Hubby had an old recipe book that had a chapter on beverages - most were wines and liquers. Hubby had previously tried the grape wine recipe but when he opened a bottle of it a year or so later, it smelled like petrol and the colour was uneven (dark pink/purple at the bottom and clear at the top) so he'd thrown the wine out. He'd written some of his calculations in the book and gotten them terribly wrong somehow.
I tried making wine from the recipe, exactly to the recipe.
Grape Wine (from the NZ Truth Cookery Book circa 1960s)
3 lb. black grapes, 4 quarts cold water, 3 lb. Sugar.
Put grapes in bowl and crush. Cover with water, let stand 5 days, stirring several times daily, then strain. Add sugar and stir until dissolved, set in a warm place to ferment. Leave 10 days, then strain and bottle.
I bottled this wine and then had to clean up all the bottles that blew their corks. So I put what remained back into the brew barrel and waited until the air lock stopped bubbling and then bottled it again. It was a lovely pink colour, somewhat sparkling and very sweet.
The next year I made it again, but I did it in two batches. One was straight grapes, and the other was blended with redcurrants. The idea was that the redcurrant mix wouldn't be as sweet.
As it turned out, the grape wine was very different from the previous year's. It wasn't as sweet, it was a darker colour and tasted a lot like port. Very drinkable and rather alcoholic. The grape and redcurrant mix took a few years before it tasted like anything worth drinking, but now it's very nice.
My grapevines this year had finally grown up over the archway and the grapes were hanging down and easily pickable. This is from just two grapevines.
What is left of the grapes I didn't pick. |
This time, I used not just my own grapes but some frozen ones I'd been given. Some friends had been told that freezing your grapes first makes better juice more easily extracted. All up I mashed 11 1/2 kg of grapes. Then I did the maths for how much water I'd need. 48 litres of water. Crap. I didn't have anything big enough to hold it all. So I asked the Hive Mind that is facebook how soaking the mashed grapes in less water would be likely to affect my wine.
Most of my homebrew winemaking friends said that they never add water. Many of them never add sugar either. Their wines are purely grape juice. Hmmm. I then consulted google, the ultimate guru on all things. I found articles explaining where water is added after fermentation to keep the alcohol content to a level able to be sold legally in some countries. I found an article that talked about how long to leave the skins in the water to improve the colour of a red wine. Then I found an article explaining how water keeps the fermentation process going. I also found an extremely technical article that included calculations to determine how much tartaric acid to add to your water based on degrees Brix and a whole bunch of measurements I'd never heard of.
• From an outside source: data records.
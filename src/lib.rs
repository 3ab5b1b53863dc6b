//! docsync library.
//!
//! Summarizes the commits made since an AI agent guidance document was last
//! brought up to date, and records the checkpoint once it has been.

pub mod advance;
pub mod checkpoint;
pub mod cli;
pub mod config;
pub mod error;
pub mod history;
pub mod report;

#[cfg(test)]
mod testing;

pub use error::Error;
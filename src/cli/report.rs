//! `docsync report`.

use std::fs;
use std::io::{self, Write};

use tracing::info;

use crate::cli::ReportArgs;
use crate::config::Config;
use crate::error::Error;
use crate::history::GitHistory;
use crate::report::{self, RenderOptions, ReportOptions};

/// Run the report command.
pub fn run(args: &ReportArgs) -> Result<(), Error> {
    let text = generate(args)?;

    match &args.output {
        Some(path) => {
            fs::write(path, &text).map_err(|source| Error::OutputWrite {
                path: path.clone(),
                source,
            })?;
            info!(path = %path.display(), "Wrote report");
        }
        None => {
            let mut stdout = io::stdout().lock();
            stdout.write_all(text.as_bytes())?;
            stdout.flush()?;
        }
    }

    Ok(())
}

/// Build and render the report without writing it anywhere.
pub fn generate(args: &ReportArgs) -> Result<String, Error> {
    let history = GitHistory::open(&args.repo_path)?;
    let config = Config::load(&args.repo_path)?;

    let options = ReportOptions {
        start: args.start.clone(),
        checkpoint_path: config.checkpoint_path(&args.repo_path, args.checkpoint.as_deref()),
        max_commits: args
            .max_commits
            .map_or(config.report.max_commits, |n| n as usize),
        guidance_path: config.report.guidance_path.clone(),
    };
    let report = report::build(&history, &options)?;

    let render_options = RenderOptions {
        max_files_per_commit: config.report.max_files_per_commit,
        category_preview: config.report.category_preview,
        include_body: config.report.include_body,
    };
    Ok(report::render(&report, &render_options))
}
//! [`History`] over a local git repository.

use std::path::Path;

use chrono::{DateTime, FixedOffset, Utc};
use git2::{
    Commit, Delta, DiffFindOptions, DiffOptions, ErrorCode, Oid, Reference, Repository, Sort,
};
use tracing::debug;

use crate::error::Error;
use crate::history::{ChangeKind, CommitRecord, FileChange, History, TipInfo};

/// A git repository opened at a working-tree root.
pub struct GitHistory {
    repo: Repository,
}

impl GitHistory {
    /// Open the repository rooted at `path`.
    pub fn open(path: &Path) -> Result<Self, Error> {
        let repo = Repository::open(path).map_err(|e| match e.code() {
            ErrorCode::NotFound => Error::RepositoryNotFound(path.to_path_buf()),
            _ => Error::Git(e),
        })?;
        debug!(path = %path.display(), "Opened repository");

        Ok(Self { repo })
    }

    /// Stage `file` and commit it on the current branch.
    ///
    /// Uses the signature from the repository's git config. Returns the new
    /// commit id.
    pub fn commit_file(&self, file: &Path, message: &str) -> Result<String, Error> {
        let workdir = self
            .repo
            .workdir()
            .ok_or_else(|| Error::other("bare repository has no working tree"))?
            .canonicalize()?;
        let absolute = file.canonicalize()?;
        let relative = absolute.strip_prefix(&workdir).map_err(|_| {
            Error::other(format!("{} is outside the repository", file.display()))
        })?;

        let mut index = self.repo.index()?;
        index.add_path(relative)?;
        index.write()?;
        let tree = self.repo.find_tree(index.write_tree()?)?;

        let signature = self.repo.signature()?;
        let parent = self.repo.head()?.peel_to_commit()?;
        let oid = self.repo.commit(
            Some("HEAD"),
            &signature,
            &signature,
            message,
            &tree,
            &[&parent],
        )?;

        debug!(commit = %oid, path = %relative.display(), "Committed file");
        Ok(oid.to_string())
    }

    /// `HEAD`, or `None` on an unborn branch.
    fn head(&self) -> Result<Option<Reference<'_>>, Error> {
        match self.repo.head() {
            Ok(head) => Ok(Some(head)),
            Err(e) if matches!(e.code(), ErrorCode::UnbornBranch | ErrorCode::NotFound) => {
                Ok(None)
            }
            Err(e) => Err(e.into()),
        }
    }

    fn record(&self, commit: &Commit<'_>) -> Result<CommitRecord, Error> {
        let author = commit.author();
        Ok(CommitRecord {
            id: commit.id().to_string(),
            parents: commit.parent_ids().map(|id| id.to_string()).collect(),
            author: author.name().unwrap_or("Unknown").to_string(),
            email: author.email().unwrap_or_default().to_string(),
            timestamp: format_time(author.when()),
            subject: commit.summary().unwrap_or_default().to_string(),
            body: commit.body().unwrap_or_default().trim().to_string(),
            changes: self.changes(commit)?,
        })
    }

    /// Files changed relative to the first parent, or the empty tree for a
    /// root commit.
    fn changes(&self, commit: &Commit<'_>) -> Result<Vec<FileChange>, Error> {
        let tree = commit.tree()?;
        let parent_tree = if commit.parent_count() > 0 {
            Some(commit.parent(0)?.tree()?)
        } else {
            None
        };

        let mut diff_opts = DiffOptions::new();
        diff_opts.ignore_filemode(true);
        let mut diff =
            self.repo
                .diff_tree_to_tree(parent_tree.as_ref(), Some(&tree), Some(&mut diff_opts))?;

        let mut find_opts = DiffFindOptions::new();
        find_opts.renames(true);
        diff.find_similar(Some(&mut find_opts))?;

        let mut changes = Vec::new();
        for delta in diff.deltas() {
            let old_path = delta.old_file().path().map(path_string);
            let new_path = delta.new_file().path().map(path_string);

            let change = match delta.status() {
                Delta::Added | Delta::Copied => {
                    new_path.map(|p| FileChange::new(p, ChangeKind::Added))
                }
                Delta::Deleted => old_path.map(|p| FileChange::new(p, ChangeKind::Deleted)),
                Delta::Modified | Delta::Typechange => {
                    new_path.map(|p| FileChange::new(p, ChangeKind::Modified))
                }
                Delta::Renamed => match (old_path, new_path) {
                    (Some(old), Some(new)) => {
                        let edited = delta.old_file().id() != delta.new_file().id();
                        Some(FileChange::renamed(old, new, edited))
                    }
                    _ => None,
                },
                _ => None,
            };

            if let Some(change) = change {
                changes.push(change);
            }
        }

        Ok(changes)
    }
}

impl History for GitHistory {
    fn resolve(&self, reference: &str) -> Result<Option<String>, Error> {
        let object = match self.repo.revparse_single(reference) {
            Ok(object) => object,
            Err(e) => {
                debug!(reference, error = %e, "Reference did not resolve");
                return Ok(None);
            }
        };
        Ok(object.peel_to_commit().ok().map(|c| c.id().to_string()))
    }

    fn tip(&self) -> Result<Option<TipInfo>, Error> {
        let Some(head) = self.head()? else {
            return Ok(None);
        };
        let branch = if head.is_branch() {
            head.shorthand().unwrap_or("HEAD").to_string()
        } else {
            "HEAD".to_string()
        };
        let commit = head.peel_to_commit()?;
        let author = commit.author();

        Ok(Some(TipInfo {
            id: commit.id().to_string(),
            author: author.name().unwrap_or("Unknown").to_string(),
            email: author.email().unwrap_or_default().to_string(),
            timestamp: format_time(author.when()),
            branch,
        }))
    }

    fn is_ancestor(&self, ancestor: &str, descendant: &str) -> Result<bool, Error> {
        if ancestor == descendant {
            return Ok(true);
        }
        let ancestor = Oid::from_str(ancestor)?;
        let descendant = Oid::from_str(descendant)?;
        Ok(self.repo.graph_descendant_of(descendant, ancestor)?)
    }

    fn commits(
        &self,
        after: Option<&str>,
        limit: Option<usize>,
    ) -> Result<Vec<CommitRecord>, Error> {
        if self.head()?.is_none() {
            return Ok(Vec::new());
        }

        let mut revwalk = self.repo.revwalk()?;
        revwalk.set_sorting(Sort::TOPOLOGICAL | Sort::TIME)?;
        revwalk.push_head()?;
        if let Some(after) = after {
            revwalk.hide(Oid::from_str(after)?)?;
        }

        let mut records = Vec::new();
        for oid in revwalk {
            if limit.is_some_and(|limit| records.len() >= limit) {
                break;
            }
            let commit = self.repo.find_commit(oid?)?;
            records.push(self.record(&commit)?);
        }

        debug!(count = records.len(), after, "Walked commits");
        Ok(records)
    }
}

fn path_string(path: &Path) -> String {
    path.to_string_lossy().replace('\\', "/")
}

/// ISO-8601 in the offset the time was recorded with.
fn format_time(time: git2::Time) -> String {
    let utc = DateTime::<Utc>::from_timestamp(time.seconds(), 0).unwrap_or_default();
    match FixedOffset::east_opt(time.offset_minutes() * 60) {
        Some(offset) => utc.with_timezone(&offset).to_rfc3339(),
        None => utc.to_rfc3339(),
    }
}
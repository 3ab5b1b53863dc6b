//! Change reports: what happened between the checkpoint and the tip.

pub mod category;
pub mod range;
mod render;

use std::collections::{BTreeMap, BTreeSet};
use std::fmt;
use std::path::PathBuf;

use tracing::{info, warn};

use crate::checkpoint::Checkpoint;
use crate::error::Error;
use crate::history::{ChangeKind, CommitRecord, History};

pub use category::Category;
pub use range::{CommitRange, RangeRequest, RangeSource};
pub use render::{render, RenderOptions};

/// Conditions worth telling the operator about that do not stop the report.
#[derive(Debug, Clone, PartialEq, Eq)]
pub enum Warning {
    /// The checkpoint exists but could not be read or parsed.
    CheckpointUnreadable(String),
    /// The checkpoint start does not resolve or is not an ancestor of the tip.
    CheckpointStartUnusable(String),
    NoCommitsInRange,
}

impl fmt::Display for Warning {
    fn fmt(&self, f: &mut fmt::Formatter<'_>) -> fmt::Result {
        match self {
            Warning::CheckpointUnreadable(reason) => {
                write!(f, "checkpoint unreadable, using recent commits: {}", reason)
            }
            Warning::CheckpointStartUnusable(commit) => write!(
                f,
                "checkpoint start {} is not an ancestor of the tip, using recent commits",
                commit
            ),
            Warning::NoCommitsInRange => f.write_str("no commits in range"),
        }
    }
}

/// Inputs for [`build`].
#[derive(Debug, Clone)]
pub struct ReportOptions {
    /// Explicit start commit; bypasses the checkpoint.
    pub start: Option<String>,
    pub checkpoint_path: PathBuf,
    /// Size of the fallback window.
    pub max_commits: usize,
    /// Repository-relative path of the guidance document.
    pub guidance_path: String,
}

/// Every kind of change seen for one path across the range.
#[derive(Debug, Clone, Default, PartialEq, Eq)]
pub struct TouchedFile {
    pub kinds: BTreeSet<ChangeKind>,
    /// Paths this file was renamed from.
    pub previous_paths: BTreeSet<String>,
}

/// An aggregated change report, ready to render.
#[derive(Debug, Clone)]
pub struct Report {
    pub range: CommitRange,
    pub files: BTreeMap<String, TouchedFile>,
    /// Indices into `range.commits` of the commits touching each category.
    pub categories: BTreeMap<Category, Vec<usize>>,
    /// Categories touched by each commit, parallel to `range.commits`.
    pub commit_categories: Vec<BTreeSet<Category>>,
    pub warnings: Vec<Warning>,
}

impl Report {
    pub fn commit_count(&self) -> usize {
        self.range.commits.len()
    }
}

/// Resolve the range and aggregate its commits.
pub fn build<H: History>(history: &H, options: &ReportOptions) -> Result<Report, Error> {
    let mut warnings = Vec::new();

    let checkpoint_start = match options.start {
        Some(_) => None,
        None => checkpoint_start(options, &mut warnings),
    };

    let request = RangeRequest {
        explicit: options.start.as_deref(),
        checkpoint_start: checkpoint_start.as_deref(),
        limit: options.max_commits,
    };
    let range = range::resolve(history, &request, &mut warnings)?;

    if range.commits.is_empty() {
        warn!("No commits in range");
        warnings.push(Warning::NoCommitsInRange);
    }

    let files = touched_files(&range.commits);
    let commit_categories = commit_categories(&range.commits, &options.guidance_path);
    let categories = categorize(&commit_categories);

    Ok(Report {
        range,
        files,
        categories,
        commit_categories,
        warnings,
    })
}

/// `range_start_commit` from the checkpoint, if there is a readable one.
fn checkpoint_start(options: &ReportOptions, warnings: &mut Vec<Warning>) -> Option<String> {
    match Checkpoint::load(&options.checkpoint_path) {
        Ok(Some(checkpoint)) => checkpoint.range_start_commit,
        Ok(None) => {
            info!(
                path = %options.checkpoint_path.display(),
                "No checkpoint found, using recent commits"
            );
            None
        }
        Err(e) => {
            warn!(error = %e, "Ignoring unreadable checkpoint");
            warnings.push(Warning::CheckpointUnreadable(e.to_string()));
            None
        }
    }
}

/// Union of change kinds per path.
///
/// A rename that also edits the file records both `renamed` and `modified`.
fn touched_files(commits: &[CommitRecord]) -> BTreeMap<String, TouchedFile> {
    let mut files: BTreeMap<String, TouchedFile> = BTreeMap::new();
    for change in commits.iter().flat_map(|c| &c.changes) {
        let entry = files.entry(change.path.clone()).or_default();
        entry.kinds.insert(change.kind);
        if change.kind == ChangeKind::Renamed && change.edited {
            entry.kinds.insert(ChangeKind::Modified);
        }
        if let Some(old) = &change.old_path {
            entry.previous_paths.insert(old.clone());
        }
    }
    files
}

fn commit_categories(commits: &[CommitRecord], guidance_path: &str) -> Vec<BTreeSet<Category>> {
    commits
        .iter()
        .map(|commit| {
            commit
                .changes
                .iter()
                .map(|change| category::classify(&change.path, guidance_path))
                .collect()
        })
        .collect()
}

fn categorize(per_commit: &[BTreeSet<Category>]) -> BTreeMap<Category, Vec<usize>> {
    let mut categories: BTreeMap<Category, Vec<usize>> = BTreeMap::new();
    for (index, touched) in per_commit.iter().enumerate() {
        for category in touched {
            categories.entry(*category).or_default().push(index);
        }
    }
    categories
}
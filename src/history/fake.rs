//! In-memory linear history for range tests.

use crate::error::Error;
use crate::history::{ChangeKind, CommitRecord, FileChange, History, TipInfo};

pub(crate) struct FakeHistory {
    /// Oldest first; each commit's parent is the one before it.
    pub commits: Vec<CommitRecord>,
}

impl FakeHistory {
    /// Commits named by single letters, e.g. `"ABCD"`, each touching
    /// `<letter>.rs`.
    pub fn linear(names: &str) -> Self {
        let mut commits: Vec<CommitRecord> = Vec::new();
        for (i, name) in names.chars().enumerate() {
            let id = fake_id(name);
            let parents = commits.last().map(|c| vec![c.id.clone()]).unwrap_or_default();
            commits.push(CommitRecord {
                id,
                parents,
                author: "Bob".to_string(),
                email: "bob@example.com".to_string(),
                timestamp: format!("2024-01-{:02}T12:00:00+00:00", i + 1),
                subject: format!("Commit {}", name),
                body: String::new(),
                changes: vec![FileChange::new(
                    format!("src/{}.rs", name.to_ascii_lowercase()),
                    ChangeKind::Added,
                )],
            });
        }
        Self { commits }
    }

    fn position(&self, id: &str) -> Option<usize> {
        self.commits.iter().position(|c| c.id == id)
    }
}

/// A 40-character id built from a single letter.
pub(crate) fn fake_id(name: char) -> String {
    name.to_ascii_lowercase().to_string().repeat(40)
}

impl History for FakeHistory {
    fn resolve(&self, reference: &str) -> Result<Option<String>, Error> {
        Ok(self
            .commits
            .iter()
            .find(|c| c.id.starts_with(reference))
            .map(|c| c.id.clone()))
    }

    fn tip(&self) -> Result<Option<TipInfo>, Error> {
        Ok(self.commits.last().map(|c| TipInfo {
            id: c.id.clone(),
            author: c.author.clone(),
            email: c.email.clone(),
            timestamp: c.timestamp.clone(),
            branch: "main".to_string(),
        }))
    }

    fn is_ancestor(&self, ancestor: &str, descendant: &str) -> Result<bool, Error> {
        Ok(match (self.position(ancestor), self.position(descendant)) {
            (Some(a), Some(d)) => a <= d,
            _ => false,
        })
    }

    fn commits(
        &self,
        after: Option<&str>,
        limit: Option<usize>,
    ) -> Result<Vec<CommitRecord>, Error> {
        let start = after.and_then(|id| self.position(id)).map_or(0, |i| i + 1);
        let mut newest_first: Vec<CommitRecord> =
            self.commits[start..].iter().rev().cloned().collect();
        if let Some(limit) = limit {
            newest_first.truncate(limit);
        }
        Ok(newest_first)
    }
}
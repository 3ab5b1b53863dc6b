//! docsync - keep AI agent guidance documents in step with commit history.

use clap::Parser;
use tracing_subscriber::{fmt, prelude::*, EnvFilter};

use docsync::cli::{self, Cli, Commands};

fn main() {
    let cli = Cli::parse();

    // Logs go to stderr so reports on stdout stay clean
    let default_level = if cli.verbose {
        "docsync=debug"
    } else {
        "docsync=info"
    };
    tracing_subscriber::registry()
        .with(fmt::layer().with_writer(std::io::stderr))
        .with(EnvFilter::try_from_default_env().unwrap_or_else(|_| EnvFilter::new(default_level)))
        .init();

    let result = match &cli.command {
        Commands::Report(args) => cli::report::run(args),
        Commands::Advance(args) => cli::advance::run(args),
    };

    if let Err(e) = result {
        eprintln!("Error: {}", e);
        std::process::exit(1);
    }
}
//! Markdown rendering.
//!
//! Output depends only on the report, so identical ranges render to
//! identical bytes.

use crate::history::{short_id, ChangeKind, CommitRecord, FileChange};
use crate::report::{RangeSource, Report, Warning};

/// Presentation knobs.
#[derive(Debug, Clone)]
pub struct RenderOptions {
    /// Files listed per commit; 0 lists all of them.
    pub max_files_per_commit: usize,
    /// Commits previewed under each category.
    pub category_preview: usize,
    pub include_body: bool,
}

impl Default for RenderOptions {
    fn default() -> Self {
        Self {
            max_files_per_commit: 10,
            category_preview: 3,
            include_body: true,
        }
    }
}

/// Render a report as a self-contained Markdown document.
pub fn render(report: &Report, options: &RenderOptions) -> String {
    let mut lines: Vec<String> = Vec::new();

    render_header(report, &mut lines);

    if report.range.commits.is_empty() {
        lines.push("_No commits in range._".to_string());
        return finish(lines);
    }

    render_categories(report, options, &mut lines);
    render_commits(report, options, &mut lines);
    render_files(report, &mut lines);

    finish(lines)
}

fn finish(mut lines: Vec<String>) -> String {
    while lines.last().is_some_and(|l| l.is_empty()) {
        lines.pop();
    }
    let mut out = lines.join("\n");
    out.push('\n');
    out
}

fn render_header(report: &Report, lines: &mut Vec<String>) {
    let range = &report.range;
    let start = match &range.start {
        Some(id) => format!("after `{}`", id),
        None => "beginning of history".to_string(),
    };
    let end = match &range.end {
        Some(id) => format!("`{}`", id),
        None => "(no commits)".to_string(),
    };
    let source = match range.source {
        RangeSource::Explicit => "explicit start commit".to_string(),
        RangeSource::Checkpoint => "checkpoint".to_string(),
        RangeSource::Window { limit } => format!("most recent {} commits", limit),
    };

    lines.push("# Change summary".to_string());
    lines.push(String::new());
    lines.push(format!("- **Start**: {}", start));
    lines.push(format!("- **End**: {}", end));
    lines.push(format!("- **Commits**: {}", report.commit_count()));
    lines.push(format!("- **Range source**: {}", source));
    for warning in &report.warnings {
        // The body already says so.
        if *warning != Warning::NoCommitsInRange {
            lines.push(format!("- **Warning**: {}", warning));
        }
    }
    lines.push(String::new());
}

fn render_categories(report: &Report, options: &RenderOptions, lines: &mut Vec<String>) {
    if report.categories.is_empty() {
        return;
    }

    lines.push("## Changes by category".to_string());
    lines.push(String::new());

    for (category, indices) in &report.categories {
        lines.push(format!(
            "### {} ({})",
            category.label(),
            plural(indices.len(), "commit")
        ));
        lines.push(String::new());

        for &index in indices.iter().take(options.category_preview) {
            let commit = &report.range.commits[index];
            lines.push(format!(
                "- {} (`{}`, {}): {}",
                subject(commit),
                commit.short_id(),
                commit.author,
                impact(report, index)
            ));
        }
        if indices.len() > options.category_preview {
            let rest = indices.len() - options.category_preview;
            lines.push(format!("- ... and {} more {}", rest, noun(rest, "commit")));
        }
        lines.push(String::new());
    }
}

fn render_commits(report: &Report, options: &RenderOptions, lines: &mut Vec<String>) {
    lines.push("## Commits".to_string());
    lines.push(String::new());

    for (i, commit) in report.range.commits.iter().enumerate() {
        lines.push(format!("### {}. {}", i + 1, subject(commit)));
        lines.push(String::new());
        lines.push(format!("- **Commit**: `{}`", commit.id));
        if commit.email.is_empty() {
            lines.push(format!("- **Author**: {}", commit.author));
        } else {
            lines.push(format!("- **Author**: {} <{}>", commit.author, commit.email));
        }
        lines.push(format!("- **Date**: {}", commit.timestamp));
        if commit.parents.len() > 1 {
            let parents: Vec<String> = commit
                .parents
                .iter()
                .map(|p| format!("`{}`", short_id(p)))
                .collect();
            lines.push(format!("- **Merge of**: {}", parents.join(", ")));
        }
        lines.push(format!("- **Impact**: {}", impact(report, i)));
        lines.push(String::new());

        if options.include_body && !commit.body.is_empty() {
            lines.extend(commit.body.lines().map(str::to_string));
            lines.push(String::new());
        }

        if commit.changes.is_empty() {
            lines.push("_No file changes._".to_string());
            lines.push(String::new());
            continue;
        }

        lines.push("**Files**:".to_string());
        lines.push(String::new());
        let shown = match options.max_files_per_commit {
            0 => commit.changes.len(),
            max => max.min(commit.changes.len()),
        };
        for change in &commit.changes[..shown] {
            lines.push(format!("- {}", describe_change(change)));
        }
        if shown < commit.changes.len() {
            let rest = commit.changes.len() - shown;
            lines.push(format!("- ... and {} more {}", rest, noun(rest, "file")));
        }
        lines.push(String::new());
    }
}

fn render_files(report: &Report, lines: &mut Vec<String>) {
    lines.push(format!(
        "## Touched files ({})",
        plural(report.files.len(), "file")
    ));
    lines.push(String::new());

    for (path, file) in &report.files {
        let kinds: Vec<&str> = file.kinds.iter().map(ChangeKind::as_str).collect();
        let mut line = format!("- `{}`: {}", path, kinds.join(", "));
        if !file.previous_paths.is_empty() {
            let previous: Vec<String> = file
                .previous_paths
                .iter()
                .map(|p| format!("`{}`", p))
                .collect();
            line.push_str(&format!(" (from {})", previous.join(", ")));
        }
        lines.push(line);
    }
    lines.push(String::new());
}

fn describe_change(change: &FileChange) -> String {
    match (&change.old_path, change.kind) {
        (Some(old), ChangeKind::Renamed) if change.edited => {
            format!("renamed, edited: `{}` -> `{}`", old, change.path)
        }
        (Some(old), ChangeKind::Renamed) => format!("renamed: `{}` -> `{}`", old, change.path),
        _ => format!("{}: `{}`", change.kind, change.path),
    }
}

/// Categories a commit touches and how many files it changed.
fn impact(report: &Report, index: usize) -> String {
    let count = report.range.commits[index].changes.len();
    let labels: Vec<&str> = report
        .commit_categories
        .get(index)
        .into_iter()
        .flatten()
        .map(|c| c.label())
        .collect();
    if labels.is_empty() {
        return "no file changes".to_string();
    }
    format!("{}; {}", labels.join(", "), plural(count, "file"))
}

fn subject(commit: &CommitRecord) -> &str {
    if commit.subject.is_empty() {
        "(no subject)"
    } else {
        &commit.subject
    }
}

fn plural(count: usize, word: &str) -> String {
    format!("{} {}", count, noun(count, word))
}

fn noun(count: usize, word: &str) -> String {
    if count == 1 {
        word.to_string()
    } else {
        format!("{}s", word)
    }
}
//! Error types for docsync.

use std::path::PathBuf;

use thiserror::Error;

/// docsync error type.
#[derive(Error, Debug)]
pub enum Error {
    #[error("Not a git repository: {}", .0.display())]
    RepositoryNotFound(PathBuf),

    #[error("Repository has no commits yet: {}", .0.display())]
    EmptyRepository(PathBuf),

    #[error("Invalid commit reference: {0}")]
    InvalidCommitReference(String),

    #[error("Failed to write report to {}: {source}", path.display())]
    OutputWrite {
        path: PathBuf,
        #[source]
        source: std::io::Error,
    },

    #[error("Failed to read checkpoint {}: {source}", path.display())]
    CheckpointRead {
        path: PathBuf,
        #[source]
        source: std::io::Error,
    },

    #[error("Failed to parse checkpoint {}: {source}", path.display())]
    CheckpointParse {
        path: PathBuf,
        #[source]
        source: serde_json::Error,
    },

    #[error("Failed to write checkpoint {}: {source}", path.display())]
    CheckpointWrite {
        path: PathBuf,
        #[source]
        source: std::io::Error,
    },

    #[error("Checkpoint is locked by another process: {}", .0.display())]
    CheckpointLocked(PathBuf),

    #[error(
        "Checkpoint {} changed during update (expected revision {expected}, found {found})",
        path.display()
    )]
    CheckpointConflict {
        path: PathBuf,
        expected: u64,
        found: u64,
    },

    #[error("Invalid config {}: {message}", path.display())]
    ConfigParse { path: PathBuf, message: String },

    #[error("Git error: {0}")]
    Git(#[from] git2::Error),

    #[error("IO error: {0}")]
    Io(#[from] std::io::Error),

    #[error("JSON error: {0}")]
    Json(#[from] serde_json::Error),

    #[error("{0}")]
    Other(String),
}

impl Error {
    /// Create an error from a free-form message.
    pub fn other(msg: impl Into<String>) -> Self {
        Error::Other(msg.into())
    }
}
I dithered and second guessed everything for a few hours. Then I decided to follow the recipe as well as I could. My recipe has been working for me for years. I always make a great wine that tastes good and has a high (although unmeasured because I've never quite understood or bothered to find out how to do that) alcohol content. I used a large plastic storage crate and added in what water would fit and left it to do it's thing for a week.
Meanwhile, I went and bought another brew barrel fermenter. When it was time to strain and add sugar, I strained it into one of my brew barrels. When it started to get a bit full, I split the total volume in half into a second barrel. I put all the skins and pulp that I'd strained out back into the storage crate and added water. I let it sit for a while and then strained it again to top up my wine to the total volume of water I was short. I added the sugar to both barrels, put the lids on and fitted the airlock bubblers. 48(ish) litres of wine fermenting away madly. And they are fermenting madly. Two weeks later and the bubblers and going flat out.